Ainda que não fosse por esse motivo, porém, os recursos para essas áreas (e para todas as outras) se mostrariam escassos nos próximos anos. Ninguém ignora que a gestão de Dilma Rousseff (PT) queimou o dinheiro de hoje e de amanhã, exigindo que todas as esferas da administração pública apertem os cintos por um período longo.

A fim de discutir esse cenário de escassez, esta Folha promoveu, nos dias 14 e 15, o Fórum Saúde em Tempo de Recessão. Especialistas em medicina, economia e administração debaterem alternativas para o setor num período de grave crise econômica.

Discutiu-se, entre outros temas, o SUS, que inevitavelmente terminará afetado. Não escapou aos convidados do encontro uma questão óbvia: as privações a que a população se verá submetida podem ser minoradas com medidas que tragam maior eficiência.

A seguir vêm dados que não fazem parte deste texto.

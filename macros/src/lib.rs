//! Procedural macros for lora-1ch-gateway tests.
//!
//! Provides the `#[esp32_test]` attribute used by the in-module test suites.
//! Tests marked with it exercise only host-portable code (register maps, the
//! state machine against the simulated transceiver, the wire codec), so the
//! same functions run under `cargo test` on the host and in the on-target
//! test image.

use proc_macro::TokenStream;
use quote::quote;
use syn::{parse_macro_input, ItemFn};

/// Mark a function as a portable test.
///
/// On the host this expands to a plain `#[test]`. The function may return
/// `()` or a `Result<(), E>`, exactly like a standard test.
///
/// # Example
///
/// ```ignore
/// use lora_1ch_gateway_macros::esp32_test;
///
/// #[esp32_test]
/// fn frf_rounds_to_nearest_step() {
///     assert_eq!(frf_from_hz(868_100_000), 0xD9_06_66);
/// }
/// ```
#[proc_macro_attribute]
pub fn esp32_test(attr: TokenStream, item: TokenStream) -> TokenStream {
    if !attr.is_empty() {
        let attr = proc_macro2::TokenStream::from(attr);
        return syn::Error::new_spanned(attr, "esp32_test takes no arguments")
            .to_compile_error()
            .into();
    }

    let input_fn = parse_macro_input!(item as ItemFn);

    if !input_fn.sig.inputs.is_empty() {
        return syn::Error::new_spanned(&input_fn.sig.inputs, "esp32_test functions take no arguments")
            .to_compile_error()
            .into();
    }

    let fn_attrs = &input_fn.attrs;
    let fn_vis = &input_fn.vis;
    let fn_sig = &input_fn.sig;
    let fn_block = &input_fn.block;

    let expanded = quote! {
        #[test]
        #(#fn_attrs)*
        #fn_vis #fn_sig #fn_block
    };

    TokenStream::from(expanded)
}
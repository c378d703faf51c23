//! Channel and modem configuration.
//!
//! Translates a logical channel (frequency, spreading factor, bandwidth,
//! coding rate) into SX127x register values and writes them. The frequency
//! registers hold `round(frequency / step)` with `step = 32 MHz / 2^19`
//! (about 61 Hz).

use super::bus::{BusGuard, RegisterBus, RegisterError, RegisterInterface};
use super::plan::FrequencyPlan;
use super::registers::*;
use crate::gateway::RadioState;
use std::fmt;
use std::str::FromStr;

/// Crystal frequency of the SX127x reference design.
pub const CRYSTAL_HZ: u64 = 32_000_000;

/// Symbol timeout used by single receives after CAD (in symbols).
pub const SYMBOL_TIMEOUT: u8 = 0x08;

/// LoRa spreading factor. SF6 needs implicit header mode and is not supported.
#[derive(Debug, Clone, Copy, PartialEq, Eq, PartialOrd, Ord, Hash)]
pub enum SpreadingFactor {
    Sf7 = 7,
    Sf8 = 8,
    Sf9 = 9,
    Sf10 = 10,
    Sf11 = 11,
    Sf12 = 12,
}

impl SpreadingFactor {
    pub const ALL: [SpreadingFactor; 6] = [
        Self::Sf7,
        Self::Sf8,
        Self::Sf9,
        Self::Sf10,
        Self::Sf11,
        Self::Sf12,
    ];

    pub fn value(self) -> u8 {
        self as u8
    }

    /// Next factor of the CAD sweep, wrapping from SF12 back to SF7.
    pub fn next_wrapping(self) -> Self {
        match self {
            Self::Sf7 => Self::Sf8,
            Self::Sf8 => Self::Sf9,
            Self::Sf9 => Self::Sf10,
            Self::Sf10 => Self::Sf11,
            Self::Sf11 => Self::Sf12,
            Self::Sf12 => Self::Sf7,
        }
    }
}

impl TryFrom<u8> for SpreadingFactor {
    type Error = ChannelError;

    fn try_from(value: u8) -> Result<Self, Self::Error> {
        match value {
            7 => Ok(Self::Sf7),
            8 => Ok(Self::Sf8),
            9 => Ok(Self::Sf9),
            10 => Ok(Self::Sf10),
            11 => Ok(Self::Sf11),
            12 => Ok(Self::Sf12),
            other => Err(ChannelError::UnsupportedSpreadingFactor(other)),
        }
    }
}

impl fmt::Display for SpreadingFactor {
    fn fmt(&self, f: &mut fmt::Formatter<'_>) -> fmt::Result {
        write!(f, "SF{}", self.value())
    }
}

/// Signal bandwidth.
#[derive(Debug, Clone, Copy, PartialEq, Eq, Hash)]
pub enum Bandwidth {
    Khz125,
    Khz250,
    Khz500,
}

impl Bandwidth {
    pub fn khz(self) -> u32 {
        match self {
            Self::Khz125 => 125,
            Self::Khz250 => 250,
            Self::Khz500 => 500,
        }
    }

    pub fn hz(self) -> u32 {
        self.khz() * 1000
    }

    pub fn from_khz(khz: u32) -> Result<Self, ChannelError> {
        match khz {
            125 => Ok(Self::Khz125),
            250 => Ok(Self::Khz250),
            500 => Ok(Self::Khz500),
            other => Err(ChannelError::UnsupportedBandwidth(other)),
        }
    }
}

/// Forward error correction rate.
#[derive(Debug, Clone, Copy, PartialEq, Eq, Hash)]
pub enum CodingRate {
    Cr4_5,
    Cr4_6,
    Cr4_7,
    Cr4_8,
}

impl CodingRate {
    /// Denominator of the rate (5 for 4/5).
    pub fn denominator(self) -> u8 {
        match self {
            Self::Cr4_5 => 5,
            Self::Cr4_6 => 6,
            Self::Cr4_7 => 7,
            Self::Cr4_8 => 8,
        }
    }

    /// The 3-bit register encoding shared by both variants (1 for 4/5).
    fn bits(self) -> u8 {
        self.denominator() - 4
    }
}

impl fmt::Display for CodingRate {
    fn fmt(&self, f: &mut fmt::Formatter<'_>) -> fmt::Result {
        write!(f, "4/{}", self.denominator())
    }
}

impl FromStr for CodingRate {
    type Err = ChannelError;

    fn from_str(s: &str) -> Result<Self, Self::Err> {
        match s.trim() {
            "4/5" => Ok(Self::Cr4_5),
            "4/6" | "2/3" => Ok(Self::Cr4_6),
            "4/7" => Ok(Self::Cr4_7),
            "4/8" | "1/2" => Ok(Self::Cr4_8),
            other => Err(ChannelError::UnsupportedCodingRate(other.to_string())),
        }
    }
}

/// Data rate string of the forwarder protocol, e.g. `SF7BW125`.
pub fn format_datarate(sf: SpreadingFactor, bw: Bandwidth) -> String {
    format!("SF{}BW{}", sf.value(), bw.khz())
}

/// Parse a `SF<n>BW<khz>` data rate string.
pub fn parse_datarate(datr: &str) -> Result<(SpreadingFactor, Bandwidth), ChannelError> {
    let malformed = || ChannelError::MalformedDatarate(datr.to_string());
    let rest = datr.strip_prefix("SF").ok_or_else(malformed)?;
    let (sf, bw) = rest.split_once("BW").ok_or_else(malformed)?;
    let sf: u8 = sf.parse().map_err(|_| malformed())?;
    let bw: u32 = bw.parse().map_err(|_| malformed())?;
    Ok((SpreadingFactor::try_from(sf)?, Bandwidth::from_khz(bw)?))
}

/// Symbol duration in microseconds.
pub fn symbol_duration_us(sf: SpreadingFactor, bw: Bandwidth) -> u64 {
    (1u64 << sf.value()) * 1_000_000 / bw.hz() as u64
}

/// Low data rate optimisation is mandatory above 16 ms per symbol
/// (SF11/SF12 at 125 kHz, SF12 at 250 kHz).
pub fn low_data_rate_optimize(sf: SpreadingFactor, bw: Bandwidth) -> bool {
    symbol_duration_us(sf, bw) > 16_000
}

/// Time on air of an explicit-header packet with CRC, in microseconds.
pub fn airtime_us(
    payload_len: usize,
    sf: SpreadingFactor,
    bw: Bandwidth,
    cr: CodingRate,
    preamble_symbols: u16,
) -> u64 {
    let sf_v = sf.value() as i64;
    let de = low_data_rate_optimize(sf, bw) as i64;
    let t_sym = symbol_duration_us(sf, bw);

    // 8*PL - 4*SF + 28 + 16 (CRC), explicit header
    let numerator = 8 * payload_len as i64 - 4 * sf_v + 28 + 16;
    let denominator = 4 * (sf_v - 2 * de);
    let ceil = (numerator + denominator - 1).div_euclid(denominator).max(0);
    let payload_symbols = 8 + ceil as u64 * cr.denominator() as u64;

    // preamble + 4.25 symbols, kept in quarter symbols to stay integral
    let preamble_quarters = (preamble_symbols as u64 * 4 + 17) * t_sym / 4;
    preamble_quarters + payload_symbols * t_sym
}

/// Logical channel the gateway listens on.
#[derive(Debug, Clone, Copy, PartialEq, Eq)]
pub struct ChannelConfig {
    pub frequency_hz: u32,
    pub spreading_factor: SpreadingFactor,
    pub bandwidth: Bandwidth,
    pub coding_rate: CodingRate,
    /// Sweep spreading factors with channel activity detection instead of
    /// continuous receive.
    pub cad_enabled: bool,
    /// Hop over the first plan channels during CAD.
    pub hop_enabled: bool,
}

impl ChannelConfig {
    /// Channel `index` of `plan` at 125 kHz, 4/5, continuous receive.
    pub fn from_plan(
        plan: FrequencyPlan,
        index: u8,
        spreading_factor: SpreadingFactor,
    ) -> Result<Self, ChannelError> {
        let frequency_hz = plan
            .frequency(index)
            .ok_or(ChannelError::UnknownChannel(index))?;
        Ok(Self {
            frequency_hz,
            spreading_factor,
            bandwidth: Bandwidth::Khz125,
            coding_rate: CodingRate::Cr4_5,
            cad_enabled: false,
            hop_enabled: false,
        })
    }

    /// Check the configuration against `plan`.
    pub fn validate(&self, plan: FrequencyPlan) -> Result<(), ChannelError> {
        if !plan.contains(self.frequency_hz) {
            return Err(ChannelError::UnsupportedFrequency(self.frequency_hz));
        }
        Ok(())
    }

    pub fn channel_index(&self, plan: FrequencyPlan) -> Option<u8> {
        plan.channel_index(self.frequency_hz)
    }
}

/// Values for `REG_MODEM_CONFIG1..3`.
#[derive(Debug, Clone, Copy, PartialEq, Eq)]
pub struct ModemRegisters {
    pub config1: u8,
    pub config2: u8,
    /// SX1276 only; the SX1272 keeps these bits in `config1`/`config2`.
    pub config3: Option<u8>,
}

impl ModemRegisters {
    pub fn compute(
        variant: ChipVariant,
        sf: SpreadingFactor,
        bw: Bandwidth,
        cr: CodingRate,
        crc: bool,
    ) -> Self {
        let ldro = low_data_rate_optimize(sf, bw);
        match variant {
            ChipVariant::Sx1276 => {
                // BW[7:4] CR[3:1] ImplicitHeader[0]
                let bw_bits = match bw {
                    Bandwidth::Khz125 => 0x70,
                    Bandwidth::Khz250 => 0x80,
                    Bandwidth::Khz500 => 0x90,
                };
                // SF[7:4] TxCont[3] RxCrcOn[2]
                let config2 = (sf.value() << 4) | if crc { 0x04 } else { 0x00 };
                // LDRO[3] AgcAutoOn[2]
                let config3 = 0x04 | if ldro { 0x08 } else { 0x00 };
                Self {
                    config1: bw_bits | (cr.bits() << 1),
                    config2,
                    config3: Some(config3),
                }
            }
            ChipVariant::Sx1272 => {
                // BW[7:6] CR[5:3] ImplicitHeader[2] RxCrcOn[1] LDRO[0]
                let bw_bits = match bw {
                    Bandwidth::Khz125 => 0x00,
                    Bandwidth::Khz250 => 0x40,
                    Bandwidth::Khz500 => 0x80,
                };
                let config1 = bw_bits
                    | (cr.bits() << 3)
                    | if crc { 0x02 } else { 0x00 }
                    | if ldro { 0x01 } else { 0x00 };
                // SF[7:4] TxCont[3] AgcAutoOn[2]
                Self {
                    config1,
                    config2: (sf.value() << 4) | 0x04,
                    config3: None,
                }
            }
        }
    }
}

/// Frequency register value for `frequency_hz`, rounded to the nearest step.
pub fn frf_from_hz(frequency_hz: u32) -> u32 {
    ((((frequency_hz as u64) << 19) + CRYSTAL_HZ / 2) / CRYSTAL_HZ) as u32
}

/// Frequency in Hz for a frequency register value, rounded to the nearest Hz.
pub fn hz_from_frf(frf: u32) -> u32 {
    ((frf as u64 * CRYSTAL_HZ + (1 << 18)) >> 19) as u32
}

/// Write the frequency registers (MSB first).
pub(crate) fn write_frequency<B: RegisterBus>(
    bus: &mut BusGuard<'_, B>,
    frequency_hz: u32,
) -> Result<(), RegisterError> {
    let frf = frf_from_hz(frequency_hz);
    bus.write_register(REG_FRF_MSB, (frf >> 16) as u8)?;
    bus.write_register(REG_FRF_MID, (frf >> 8) as u8)?;
    bus.write_register(REG_FRF_LSB, frf as u8)
}

/// Write the modem configuration registers for one hypothesis.
pub(crate) fn write_modem<B: RegisterBus>(
    bus: &mut BusGuard<'_, B>,
    variant: ChipVariant,
    sf: SpreadingFactor,
    bw: Bandwidth,
    cr: CodingRate,
    crc: bool,
) -> Result<(), RegisterError> {
    let modem = ModemRegisters::compute(variant, sf, bw, cr, crc);
    bus.write_register(REG_MODEM_CONFIG1, modem.config1)?;
    bus.write_register(REG_MODEM_CONFIG2, modem.config2)?;
    if let Some(config3) = modem.config3 {
        bus.write_register(REG_MODEM_CONFIG3, config3)?;
    }
    Ok(())
}

/// Retune frequency and spreading factor in standby, keeping the remaining
/// settings of `config`. Used by the CAD sweep and by hopping.
pub(crate) fn write_hypothesis<B: RegisterBus>(
    bus: &mut BusGuard<'_, B>,
    variant: ChipVariant,
    config: &ChannelConfig,
    frequency_hz: u32,
    sf: SpreadingFactor,
) -> Result<(), RegisterError> {
    bus.write_register(REG_OPMODE, opmode::LORA | opmode::STANDBY)?;
    write_frequency(bus, frequency_hz)?;
    write_modem(bus, variant, sf, config.bandwidth, config.coding_rate, true)
}

/// Apply `config` to the transceiver.
///
/// Only allowed while the state machine is quiesced (`Init` or `Scan`). On a
/// validation error nothing is written.
pub fn apply_config<B: RegisterBus>(
    regs: &RegisterInterface<B>,
    config: &ChannelConfig,
    plan: FrequencyPlan,
    variant: ChipVariant,
    state: RadioState,
) -> Result<(), ChannelError> {
    if !matches!(state, RadioState::Init | RadioState::Scan) {
        return Err(ChannelError::NotQuiesced(state));
    }
    config.validate(plan)?;

    regs.transaction(|bus| {
        bus.write_register(REG_OPMODE, opmode::LORA | opmode::SLEEP)?;
        bus.write_register(REG_OPMODE, opmode::LORA | opmode::STANDBY)?;
        write_frequency(bus, config.frequency_hz)?;
        write_modem(
            bus,
            variant,
            config.spreading_factor,
            config.bandwidth,
            config.coding_rate,
            true,
        )?;
        bus.write_register(REG_SYNC_WORD, LORAWAN_SYNC_WORD)?;
        bus.write_register(REG_SYMB_TIMEOUT_LSB, SYMBOL_TIMEOUT)?;
        bus.write_register(REG_MAX_PAYLOAD_LENGTH, 0x80)?;
        bus.write_register(REG_PAYLOAD_LENGTH, 0x40)?;
        bus.write_register(REG_HOP_PERIOD, 0x00)?;
        bus.write_register(REG_FIFO_RX_BASE_ADDR, FIFO_RX_BASE)?;
        bus.write_register(REG_FIFO_TX_BASE_ADDR, FIFO_TX_BASE)?;
        bus.write_register(REG_INVERTIQ, INVERTIQ_OFF)?;
        bus.write_register(REG_LNA, LNA_MAX_GAIN)
    })?;

    log::debug!(
        "Applied channel {:.3} MHz {} BW{} CR{} on {}",
        config.frequency_hz as f64 / 1e6,
        config.spreading_factor,
        config.bandwidth.khz(),
        config.coding_rate,
        variant.name()
    );
    Ok(())
}

/// Frequency currently programmed in the FRF registers.
pub fn read_frequency<B: RegisterBus>(regs: &RegisterInterface<B>) -> Result<u32, RegisterError> {
    let frf = regs.transaction(|bus| {
        let msb = bus.read_register(REG_FRF_MSB)? as u32;
        let mid = bus.read_register(REG_FRF_MID)? as u32;
        let lsb = bus.read_register(REG_FRF_LSB)? as u32;
        Ok((msb << 16) | (mid << 8) | lsb)
    })?;
    Ok(hz_from_frf(frf))
}

/// Channel configuration errors.
#[derive(Debug, Clone, PartialEq, Eq)]
pub enum ChannelError {
    /// Frequency is not part of the active frequency plan.
    UnsupportedFrequency(u32),
    /// Spreading factor outside 7..=12.
    UnsupportedSpreadingFactor(u8),
    UnsupportedBandwidth(u32),
    UnsupportedCodingRate(String),
    MalformedDatarate(String),
    /// Channel index outside the plan.
    UnknownChannel(u8),
    /// Registers may only be written in `Init` or `Scan`.
    NotQuiesced(RadioState),
    Register(RegisterError),
}

impl fmt::Display for ChannelError {
    fn fmt(&self, f: &mut fmt::Formatter<'_>) -> fmt::Result {
        match self {
            Self::UnsupportedFrequency(hz) => write!(f, "unsupported frequency: {} Hz", hz),
            Self::UnsupportedSpreadingFactor(sf) => {
                write!(f, "unsupported spreading factor: SF{}", sf)
            }
            Self::UnsupportedBandwidth(khz) => write!(f, "unsupported bandwidth: {} kHz", khz),
            Self::UnsupportedCodingRate(cr) => write!(f, "unsupported coding rate: {}", cr),
            Self::MalformedDatarate(d) => write!(f, "malformed data rate: {}", d),
            Self::UnknownChannel(i) => write!(f, "unknown channel index: {}", i),
            Self::NotQuiesced(state) => {
                write!(f, "radio not quiesced (state {}), cannot reconfigure", state)
            }
            Self::Register(e) => write!(f, "register error: {}", e),
        }
    }
}

impl std::error::Error for ChannelError {
    fn source(&self) -> Option<&(dyn std::error::Error + 'static)> {
        match self {
            Self::Register(e) => Some(e),
            _ => None,
        }
    }
}

impl From<RegisterError> for ChannelError {
    fn from(e: RegisterError) -> Self {
        Self::Register(e)
    }
}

Um ponto nevrálgico é assegurar que as autoridades sanitárias tenham condições de planejar e gerir o sistema com racionalidade e previsibilidade. Isso significa que o acesso ao SUS não pode ser um cheque em branco ao portador.

Cabe aos administradores, valendo-se da melhor medicina baseada em evidências e de um cálculo de custo-benefício, estabelecer listas das terapias, procedimentos e medicações cobertas.

O rol deve ser extenso a ponto de abarcar quase todas as doenças. Quem quiser uma abordagem extraordinária —seja um medicamento recém-lançado, seja uma terapia ainda não validada pelos consensos científicos— deverá buscá-la às próprias expensas.

Cada vez que alguém, recorrendo à Justiça, consegue obrigar o SUS a pagar um tratamento experimental caríssimo, está tirando do sistema dinheiro que poderia salvar a vida de vários pacientes com moléstias mais simples.

A impessoalidade frequentemente exige que os gestores pareçam insensíveis. Pode ser ruim para a imagem dos indivíduos, mas é a garantia de que pessoas com menor capacidade de mobilização não serão deixadas para trás.

Tempos difíceis exigem criatividade e até certa ousadia.